Dataset entries:
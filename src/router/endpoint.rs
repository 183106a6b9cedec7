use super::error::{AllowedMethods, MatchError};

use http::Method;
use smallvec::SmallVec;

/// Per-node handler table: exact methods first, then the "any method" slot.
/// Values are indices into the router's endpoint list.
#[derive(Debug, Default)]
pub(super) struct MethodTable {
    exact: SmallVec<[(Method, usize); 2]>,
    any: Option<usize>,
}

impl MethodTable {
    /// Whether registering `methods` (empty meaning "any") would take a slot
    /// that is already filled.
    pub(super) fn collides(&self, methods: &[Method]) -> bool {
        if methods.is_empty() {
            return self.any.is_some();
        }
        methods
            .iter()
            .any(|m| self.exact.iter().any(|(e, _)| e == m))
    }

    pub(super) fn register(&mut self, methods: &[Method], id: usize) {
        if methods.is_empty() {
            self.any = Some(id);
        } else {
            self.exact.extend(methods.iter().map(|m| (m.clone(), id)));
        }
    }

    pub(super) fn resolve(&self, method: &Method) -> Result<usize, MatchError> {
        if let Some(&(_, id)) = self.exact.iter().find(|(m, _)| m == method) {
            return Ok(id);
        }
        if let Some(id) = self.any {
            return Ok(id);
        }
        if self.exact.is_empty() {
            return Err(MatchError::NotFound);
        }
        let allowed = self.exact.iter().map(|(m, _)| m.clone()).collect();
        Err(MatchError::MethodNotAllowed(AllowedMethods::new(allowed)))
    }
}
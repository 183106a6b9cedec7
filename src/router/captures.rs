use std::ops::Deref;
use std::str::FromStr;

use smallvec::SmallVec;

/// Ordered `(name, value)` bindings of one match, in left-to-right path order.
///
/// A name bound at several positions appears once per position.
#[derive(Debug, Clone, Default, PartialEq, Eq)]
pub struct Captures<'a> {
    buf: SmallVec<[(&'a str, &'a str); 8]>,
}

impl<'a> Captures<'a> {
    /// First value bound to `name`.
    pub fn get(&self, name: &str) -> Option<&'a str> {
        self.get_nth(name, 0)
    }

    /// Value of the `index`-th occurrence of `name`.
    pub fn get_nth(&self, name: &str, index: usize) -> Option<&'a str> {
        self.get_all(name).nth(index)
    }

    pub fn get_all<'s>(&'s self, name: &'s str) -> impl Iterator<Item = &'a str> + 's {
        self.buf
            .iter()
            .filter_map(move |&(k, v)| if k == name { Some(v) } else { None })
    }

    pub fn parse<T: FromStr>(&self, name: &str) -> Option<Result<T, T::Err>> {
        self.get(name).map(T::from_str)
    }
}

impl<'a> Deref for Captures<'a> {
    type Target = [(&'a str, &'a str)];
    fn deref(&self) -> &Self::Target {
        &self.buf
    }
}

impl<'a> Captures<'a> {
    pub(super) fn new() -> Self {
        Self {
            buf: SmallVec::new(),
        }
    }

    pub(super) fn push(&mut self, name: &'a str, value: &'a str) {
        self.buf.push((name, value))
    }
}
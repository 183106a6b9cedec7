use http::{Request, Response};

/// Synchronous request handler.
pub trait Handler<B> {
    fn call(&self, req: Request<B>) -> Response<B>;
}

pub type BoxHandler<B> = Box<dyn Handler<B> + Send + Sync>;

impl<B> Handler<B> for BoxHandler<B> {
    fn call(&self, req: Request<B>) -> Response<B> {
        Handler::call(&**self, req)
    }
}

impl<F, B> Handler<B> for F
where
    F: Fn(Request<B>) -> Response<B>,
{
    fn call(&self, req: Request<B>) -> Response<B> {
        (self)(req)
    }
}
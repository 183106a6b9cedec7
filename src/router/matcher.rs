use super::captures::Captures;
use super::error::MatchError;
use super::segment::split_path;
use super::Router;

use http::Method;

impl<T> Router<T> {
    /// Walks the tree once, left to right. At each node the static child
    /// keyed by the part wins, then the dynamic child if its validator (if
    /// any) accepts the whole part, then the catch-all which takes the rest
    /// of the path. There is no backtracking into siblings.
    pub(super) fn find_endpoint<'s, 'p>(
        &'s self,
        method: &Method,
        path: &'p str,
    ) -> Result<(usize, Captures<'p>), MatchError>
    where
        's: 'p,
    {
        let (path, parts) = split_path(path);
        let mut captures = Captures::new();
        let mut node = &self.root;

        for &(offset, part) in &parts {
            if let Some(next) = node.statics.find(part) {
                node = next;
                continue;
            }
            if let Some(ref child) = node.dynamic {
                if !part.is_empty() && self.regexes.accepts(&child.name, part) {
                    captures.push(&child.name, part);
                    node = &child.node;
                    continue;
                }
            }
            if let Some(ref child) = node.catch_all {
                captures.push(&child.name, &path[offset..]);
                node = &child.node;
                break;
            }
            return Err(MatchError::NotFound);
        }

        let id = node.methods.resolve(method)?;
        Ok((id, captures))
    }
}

* * *

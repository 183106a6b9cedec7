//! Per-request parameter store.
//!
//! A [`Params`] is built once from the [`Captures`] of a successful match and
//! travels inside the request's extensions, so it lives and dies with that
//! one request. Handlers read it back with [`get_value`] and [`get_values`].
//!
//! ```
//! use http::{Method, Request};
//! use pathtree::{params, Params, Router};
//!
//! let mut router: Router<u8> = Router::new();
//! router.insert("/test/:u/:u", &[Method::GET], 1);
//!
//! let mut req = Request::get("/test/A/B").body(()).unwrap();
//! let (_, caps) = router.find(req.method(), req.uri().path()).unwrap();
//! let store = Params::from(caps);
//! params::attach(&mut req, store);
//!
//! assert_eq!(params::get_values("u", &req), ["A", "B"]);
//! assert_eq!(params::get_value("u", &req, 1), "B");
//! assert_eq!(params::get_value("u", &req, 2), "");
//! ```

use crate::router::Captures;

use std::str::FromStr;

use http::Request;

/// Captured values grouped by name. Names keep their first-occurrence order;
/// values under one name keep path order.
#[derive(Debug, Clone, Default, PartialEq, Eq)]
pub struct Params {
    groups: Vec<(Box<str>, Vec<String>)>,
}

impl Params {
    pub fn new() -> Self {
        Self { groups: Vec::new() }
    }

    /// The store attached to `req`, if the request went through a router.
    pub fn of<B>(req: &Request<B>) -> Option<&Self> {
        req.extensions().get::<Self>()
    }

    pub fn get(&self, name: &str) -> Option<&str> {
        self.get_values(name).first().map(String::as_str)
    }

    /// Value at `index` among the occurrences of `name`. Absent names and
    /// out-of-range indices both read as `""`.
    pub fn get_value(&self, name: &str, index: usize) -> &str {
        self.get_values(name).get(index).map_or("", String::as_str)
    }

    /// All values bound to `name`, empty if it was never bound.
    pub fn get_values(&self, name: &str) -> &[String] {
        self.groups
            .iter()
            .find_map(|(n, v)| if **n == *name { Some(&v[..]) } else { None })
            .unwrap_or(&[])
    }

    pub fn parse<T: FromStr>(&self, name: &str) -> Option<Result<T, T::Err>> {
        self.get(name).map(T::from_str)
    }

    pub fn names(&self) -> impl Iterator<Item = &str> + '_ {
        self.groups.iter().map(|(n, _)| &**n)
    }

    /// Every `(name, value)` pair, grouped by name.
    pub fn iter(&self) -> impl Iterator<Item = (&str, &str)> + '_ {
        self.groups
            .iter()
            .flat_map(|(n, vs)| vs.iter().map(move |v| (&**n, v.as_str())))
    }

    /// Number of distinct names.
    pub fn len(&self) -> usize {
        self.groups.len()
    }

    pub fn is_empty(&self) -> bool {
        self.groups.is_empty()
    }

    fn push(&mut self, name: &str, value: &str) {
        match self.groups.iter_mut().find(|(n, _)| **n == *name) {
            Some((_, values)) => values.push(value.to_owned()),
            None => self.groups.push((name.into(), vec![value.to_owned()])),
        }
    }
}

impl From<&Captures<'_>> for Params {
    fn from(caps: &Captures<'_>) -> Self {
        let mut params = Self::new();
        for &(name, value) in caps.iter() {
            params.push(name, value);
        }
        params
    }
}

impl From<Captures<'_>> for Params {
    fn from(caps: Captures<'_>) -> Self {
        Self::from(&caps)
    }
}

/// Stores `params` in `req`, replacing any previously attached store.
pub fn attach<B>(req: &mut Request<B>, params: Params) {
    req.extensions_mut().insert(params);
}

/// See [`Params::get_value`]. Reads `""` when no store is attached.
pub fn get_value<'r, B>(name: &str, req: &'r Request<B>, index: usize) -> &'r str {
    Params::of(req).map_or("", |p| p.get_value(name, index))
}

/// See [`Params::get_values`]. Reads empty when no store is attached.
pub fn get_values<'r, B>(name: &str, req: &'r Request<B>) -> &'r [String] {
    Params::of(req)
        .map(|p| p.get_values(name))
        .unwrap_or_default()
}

(ACTIVITY):
Look over the records above and copy each line that includes the string "when".

(RESULT):
/// See [`Params::get_value`]. Reads `""` when no store is attached.
/// See [`Params::get_values`]. Reads empty when no store is attached.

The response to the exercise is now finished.